Ma attenzione è proprio tutto come appare, ovvero un puro elemento di gaudente spirito, una grottesca celebrazione attorno ad un simulacro: la riesumazione della nonna mummificata (dove la nonna rappresenta l’hair metal originario) con tanto di occhiali da sole indossati di notte.

Facciamola divertire, la nonna. Tanto è già morta! Che male c’è a metterle una ghirlanda di fiori hawaiana attorno al collo? La nonna è morta. Lunga vita alla nonna!

Gli Steel Panther sono sostanzialmente l’equivalente pesantemente sessualizzato e made in USA dei nostrani Nanowar Of Steel o la variante politicamente scorretta dei Twisted Sisters.
Bisogna quindi contestualizzare l’album per quello che è ovvero un comic metal senza precedenti, di una bassezza dei testi esagerata, in cui non mancano numerosi riferimenti all’ organo riproduttivo femminile, a pratiche sessuali particolari, all’impotenza maschile e all’ utilizzo spropositato di droghe.

Insomma, non ascoltatelo con dei bambini. O perlomeno non con bambini che capiscano bene l’american english…
Se non avete figli oppure siete disposti a smazzarli alla babysitter dopo esserli andati a prendere fuori scuola con la vostra Lamborghini Countach LP500 e i capelli cotonati e decolorati, allora è l’album che fa per voi.

Bisogna aprire le menti e fortunatamente per noi basta aprire solo quelle, per godersi sinceramente la tripletta d’apertura con: “Never Too Late (To Get Some Pussy Tonight)” traccia dallo spiccato black humor con una intro di synth che è già tutto un programma, “Friends with Benefits” coi riff di chitarra ritmici da gratuggia definibili praticamente uno standard musicale hair, passando a “On Your Instagram” struggente traccia di denuncia al fenomeno del catfishing. Sublime il passaggio che ne racchiude la vera essenza: “your skin was perfectly toned / like Michael Angelo had nothing to do”. Michael Starr si dà sempre un gran da fare nel songwriting e nell’ interpretazione di essi, dandogli sempre grossa enfasi e portando spesso anche delle analisi sociologiche degne di nota: “Put My Money Where Your Mouth Is” musicalmente banalotta e già sentita coi riff di chitarra riciclati e gli Uh! Ah! Sentiti ovunque è ad esempio una relativamente interessante riflessione sul fenomeno delle cryptovalute e sul trading finanziario su uno sfondo immancabilmente erotico di rotoli di monetine da dieci centesimi.

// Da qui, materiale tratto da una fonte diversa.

//! Notification content: email subjects and bodies, and the shorter
//! in-app variants.
//!
//! Every workflow event that reaches a person is described here as a
//! [`NotificationEvent`] carrying owned snapshots of the data it renders.
//! Owned, because rendering happens on a spawned task after the workflow
//! call has already returned.

use serde::{Deserialize, Serialize};
use serde_json::json;

use hmh_core::{Activity, User};

/// Wire discriminant for persisted in-app notifications.
#[derive(Debug, Clone, Copy, PartialEq, Eq, Serialize, Deserialize)]
#[serde(rename_all = "snake_case")]
pub enum NotificationKind {
    ActivityAssigned,
    ActivityApproved,
    ActivityRejected,
    BillingRequested,
    PaymentProcessed,
    ServiceOrderGenerated,
}

/// A rendered email, ready to hand to a mail sender.
#[derive(Debug, Clone, PartialEq)]
pub struct EmailMessage {
    pub to: String,
    pub subject: String,
    pub body: String,
}

/// A rendered in-app notification, ready to persist under the
/// recipient's notification collection.
#[derive(Debug, Clone, Serialize, Deserialize)]
#[serde(rename_all = "camelCase")]
pub struct InAppNotification {
    #[serde(rename = "type")]
    pub kind: NotificationKind,
    pub title: String,
    pub message: String,
    pub read: bool,
    pub created_at: String,
    #[serde(default, skip_serializing_if = "Option::is_none")]
    pub metadata: Option<serde_json::Value>,
}

/// One workflow event bound for a recipient.
#[derive(Debug, Clone)]
pub enum NotificationEvent {
    /// A provider was assigned to an activity.
    Assigned {
        activity: Activity,
        provider: User,
        client_name: String,
    },
    /// The coordinator approved the provider's finalized work.
    Approved {
        activity: Activity,
        provider: User,
        service_order_number: String,
        comments: Option<String>,
    },
    /// The coordinator rejected the work and sent it back.
    Rejected {
        activity: Activity,
        provider: User,
        comments: String,
    },
    /// Billing was requested; the accountant should invoice.
    BillingRequested {
        activity: Activity,
        accountant: User,
        client_name: String,
        service_order_number: String,
    },
    /// The accountant paid the provider's account receivable.
    PaymentProcessed {
        activity: Activity,
        provider: User,
        comments: Option<String>,
    },
    /// A service order was generated for the activity.
    ServiceOrderGenerated {
        activity: Activity,
        recipient: User,
        client_name: String,
        service_order_number: String,
    },
}

impl NotificationEvent {
    pub fn kind(&self) -> NotificationKind {
        match self {
            NotificationEvent::Assigned { .. } => NotificationKind::ActivityAssigned,
            NotificationEvent::Approved { .. } => NotificationKind::ActivityApproved,
            NotificationEvent::Rejected { .. } => NotificationKind::ActivityRejected,
            NotificationEvent::BillingRequested { .. } => NotificationKind::BillingRequested,
            NotificationEvent::PaymentProcessed { .. } => NotificationKind::PaymentProcessed,
            NotificationEvent::ServiceOrderGenerated { .. } => {
                NotificationKind::ServiceOrderGenerated
            }
        }
    }

    /// Who receives both the email and the in-app notification.
    pub fn recipient(&self) -> &User {
        match self {
            NotificationEvent::Assigned { provider, .. }
            | NotificationEvent::Approved { provider, .. }
            | NotificationEvent::Rejected { provider, .. }
            | NotificationEvent::PaymentProcessed { provider, .. } => provider,
            NotificationEvent::BillingRequested { accountant, .. } => accountant,
            NotificationEvent::ServiceOrderGenerated { recipient, .. } => recipient,
        }
    }

    pub fn activity(&self) -> &Activity {
        match self {
            NotificationEvent::Assigned { activity, .. }
            | NotificationEvent::Approved { activity, .. }
            | NotificationEvent::Rejected { activity, .. }
            | NotificationEvent::BillingRequested { activity, .. }
            | NotificationEvent::PaymentProcessed { activity, .. }
            | NotificationEvent::ServiceOrderGenerated { activity, .. } => activity,
        }
    }

    /// Render the email for this event.
    pub fn render_email(&self, app_url: &str) -> EmailMessage {
        let recipient = self.recipient();
        let (subject, body) = match self {
            NotificationEvent::Assigned {
                activity,
                provider,
                client_name,
            } => (
                format!("Nueva actividad asignada - {}", activity.order_number),
                format!(
                    "Hola {},\n\n\
                     Se te ha asignado una nueva actividad:\n\n\
                     📋 Orden: {}\n\
                     🏢 Cliente: {}\n\
                     📝 Tipo: {}\n\
                     📅 Fecha requerida: {}\n\
                     ⏰ Prioridad: {}\n\n\
                     Descripción:\n{}\n\n\
                     Por favor, inicia el trabajo lo antes posible y actualiza el estado en el sistema.\n\n\
                     Accede al sistema: {}\n\n\
                     Saludos,\nSistema HMH",
                    provider.name,
                    activity.order_number,
                    client_name,
                    activity.activity_type,
                    activity
                        .required_date
                        .as_ref()
                        .map(|d| d.to_date_string())
                        .unwrap_or_else(|| "Por definir".to_string()),
                    activity.priority,
                    activity.description.as_deref().unwrap_or("Sin descripción"),
                    app_url,
                ),
            ),
            NotificationEvent::Approved {
                activity,
                provider,
                service_order_number,
                comments,
            } => (
                format!("Actividad aprobada - {}", activity.order_number),
                format!(
                    "Hola {},\n\n\
                     Tu actividad ha sido aprobada:\n\n\
                     📋 Orden: {}\n\
                     ✅ Estado: Aprobada\n\
                     📄 Orden de Servicio: {}\n\
                     {}\n\
                     Ya puedes proceder con la cuenta de cobro.\n\n\
                     Accede al sistema: {}\n\n\
                     Saludos,\nSistema HMH",
                    provider.name,
                    activity.order_number,
                    service_order_number,
                    comments
                        .as_deref()
                        .map(|c| format!("\nComentarios del coordinador:\n{c}\n"))
                        .unwrap_or_default(),
                    app_url,
                ),
            ),
            NotificationEvent::Rejected {
                activity,
                provider,
                comments,
            } => (
                format!("Actividad requiere ajustes - {}", activity.order_number),
                format!(
                    "Hola {},\n\n\
                     Tu actividad requiere ajustes:\n\n\
                     📋 Orden: {}\n\
                     ⚠️ Estado: Requiere ajuste\n\
                     📝 Comentarios del coordinador:\n{}\n\n\
                     Por favor, revisa los comentarios y realiza los ajustes necesarios.\n\n\
                     Accede al sistema: {}\n\n\
                     Saludos,\nSistema HMH",
                    provider.name,
                    activity.order_number,
                    if comments.is_empty() { "Sin comentarios" } else { comments.as_str() },
                    app_url,
                ),
            ),
            NotificationEvent::BillingRequested {
                activity,
                accountant,
                client_name,
                service_order_number,
            } => (
                format!(
                    "Nueva solicitud de facturación - {}",
                    activity.order_number
                ),
                format!(
                    "Hola {},\n\n\
                     Nueva solicitud de facturación disponible:\n\n\
                     📋 Orden: {}\n\
                     🏢 Cliente: {}\n\
                     💰 Valor: ${}\n\
                     📄 Orden de Servicio: {}\n\n\
                     Por favor, procesa la facturación en el sistema contable.\n\n\
                     Accede al sistema: {}\n\n\
                     Saludos,\nSistema HMH",
                    accountant.name,
                    activity.order_number,
                    client_name,
                    format_amount(activity.value),
                    service_order_number,
                    app_url,
                ),
            ),
            NotificationEvent::PaymentProcessed {
                activity,
                provider,
                comments,
            } => (
                format!("Pago procesado - {}", activity.order_number),
                format!(
                    "Hola {},\n\n\
                     El pago de tu actividad ha sido procesado:\n\n\
                     📋 Orden: {}\n\
                     💰 Valor: ${}\n\
                     ✅ Estado: Pagado\n\
                     📅 Fecha de pago: {}\n\
                     {}\n\
                     Accede al sistema: {}\n\n\
                     Saludos,\nSistema HMH",
                    provider.name,
                    activity.order_number,
                    format_amount(activity.value),
                    hmh_core::Timestamp::now().to_date_string(),
                    comments
                        .as_deref()
                        .map(|c| format!("\nComentarios:\n{c}\n"))
                        .unwrap_or_default(),
                    app_url,
                ),
            ),
            NotificationEvent::ServiceOrderGenerated {
                activity,
                recipient,
                client_name,
                service_order_number,
            } => (
                format!(
                    "Orden de servicio generada - {service_order_number}"
                ),
                format!(
                    "Hola {},\n\n\
                     Se ha generado una orden de servicio:\n\n\
                     📋 Actividad: {}\n\
                     📄 Orden de Servicio: {}\n\
                     🏢 Cliente: {}\n\
                     💰 Valor: ${}\n\n\
                     La orden de servicio está lista para ser facturada.\n\n\
                     Accede al sistema: {}\n\n\
                     Saludos,\nSistema HMH",
                    recipient.name,
                    activity.order_number,
                    service_order_number,
                    client_name,
                    format_amount(activity.value),
                    app_url,
                ),
            ),
        };
        EmailMessage {
            to: recipient.email.clone(),
            subject,
            body,
        }
    }

    /// Render the in-app variant: short title and one-line message.
    pub fn render_in_app(&self) -> InAppNotification {
        let (title, message) = match self {
            NotificationEvent::Assigned {
                activity,
                client_name,
                ..
            } => (
                "Nueva actividad asignada".to_string(),
                format!(
                    "Se te ha asignado la actividad {} - {}",
                    activity.order_number, client_name
                ),
            ),
            NotificationEvent::Approved {
                activity,
                service_order_number,
                ..
            } => (
                "Actividad aprobada".to_string(),
                format!(
                    "Tu actividad {} ha sido aprobada. OS: {}",
                    activity.order_number, service_order_number
                ),
            ),
            NotificationEvent::Rejected {
                activity, comments, ..
            } => (
                "Actividad requiere ajustes".to_string(),
                format!(
                    "La actividad {} requiere ajustes: {}",
                    activity.order_number, comments
                ),
            ),
            NotificationEvent::BillingRequested { activity, .. } => (
                "Nueva solicitud de facturación".to_string(),
                format!(
                    "Actividad {} lista para facturar",
                    activity.order_number
                ),
            ),
            NotificationEvent::PaymentProcessed { activity, .. } => (
                "Pago procesado".to_string(),
                format!(
                    "El pago de la actividad {} ha sido procesado",
                    activity.order_number
                ),
            ),
            NotificationEvent::ServiceOrderGenerated {
                activity,
                service_order_number,
                ..
            } => (
                "Orden de servicio generada".to_string(),
                format!(
                    "Orden de servicio {} generada para la actividad {}",
                    service_order_number, activity.order_number
                ),
            ),
        };
        InAppNotification {
            kind: self.kind(),
            title,
            message,
            read: false,
            created_at: hmh_core::Timestamp::now().to_iso8601(),
            metadata: Some(json!({ "activityId": self.activity().id })),
        }
    }
}

/// Thousands-grouped amount for display, e.g. `500000.0` → `500,000`.
pub fn format_amount(value: f64) -> String {
    let negative = value < 0.0;
    let rounded = value.abs().round() as u64;
    let digits = rounded.to_string();
    let mut grouped = String::with_capacity(digits.len() + digits.len() / 3);
    for (i, c) in digits.chars().enumerate() {
        if i > 0 && (digits.len() - i) % 3 == 0 {
            grouped.push(',');
        }
        grouped.push(c);
    }
    if negative {
        format!("-{grouped}")
    } else {
        grouped
    }
}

1987” che soddisferà a livello uditivo un pubblico nostalgico è invece un dialogo interno sui tempi andati, sempre spregiudicato, ma con riferimenti alle grandi band che hanno creato il genere: Dokken, Lynch, Ozzy Osbourne, Loudness, Van Halen

Una menzione la merita sicuramente l’ adrenalinica “Is My Dick Enough” a cui partecipa Dweezil Zappa, figlio del celebre Frank che senza nulla togliere a Satchel (chitarra) qui fa una gran scena, una chitarra che entra come la ragazza col viso da angelo e il vestito attillato che fa girare tutti i brutti ceffi vestiti in pelle del locale. Ritmica di batteria accattivante data da una validissima sinergia : Stix Zadinia alla batteria e Spyder al basso che si completano a vicenda andando a dare una sensazione di aspettativa da brivido.

Chissà se prevarrà l’ansia da prestazione oppure si andrà in buca? “Is my dick enough? / Enough for you? / Or should I call the guys in Mastodon too?” seguito da uno splendido assolo di Dweezil.

Insomma On The Prowl forse non sarà la svolta musicale degli Steel Panther, ma dovevamo veramente aspettarcela? Abbiamo di fronte un album gratificante, coinvolgente e soprattutto frivolo, quello di cui spesso abbiamo la necessità.
Come direbbe Alessandro Borghese: voto diesci!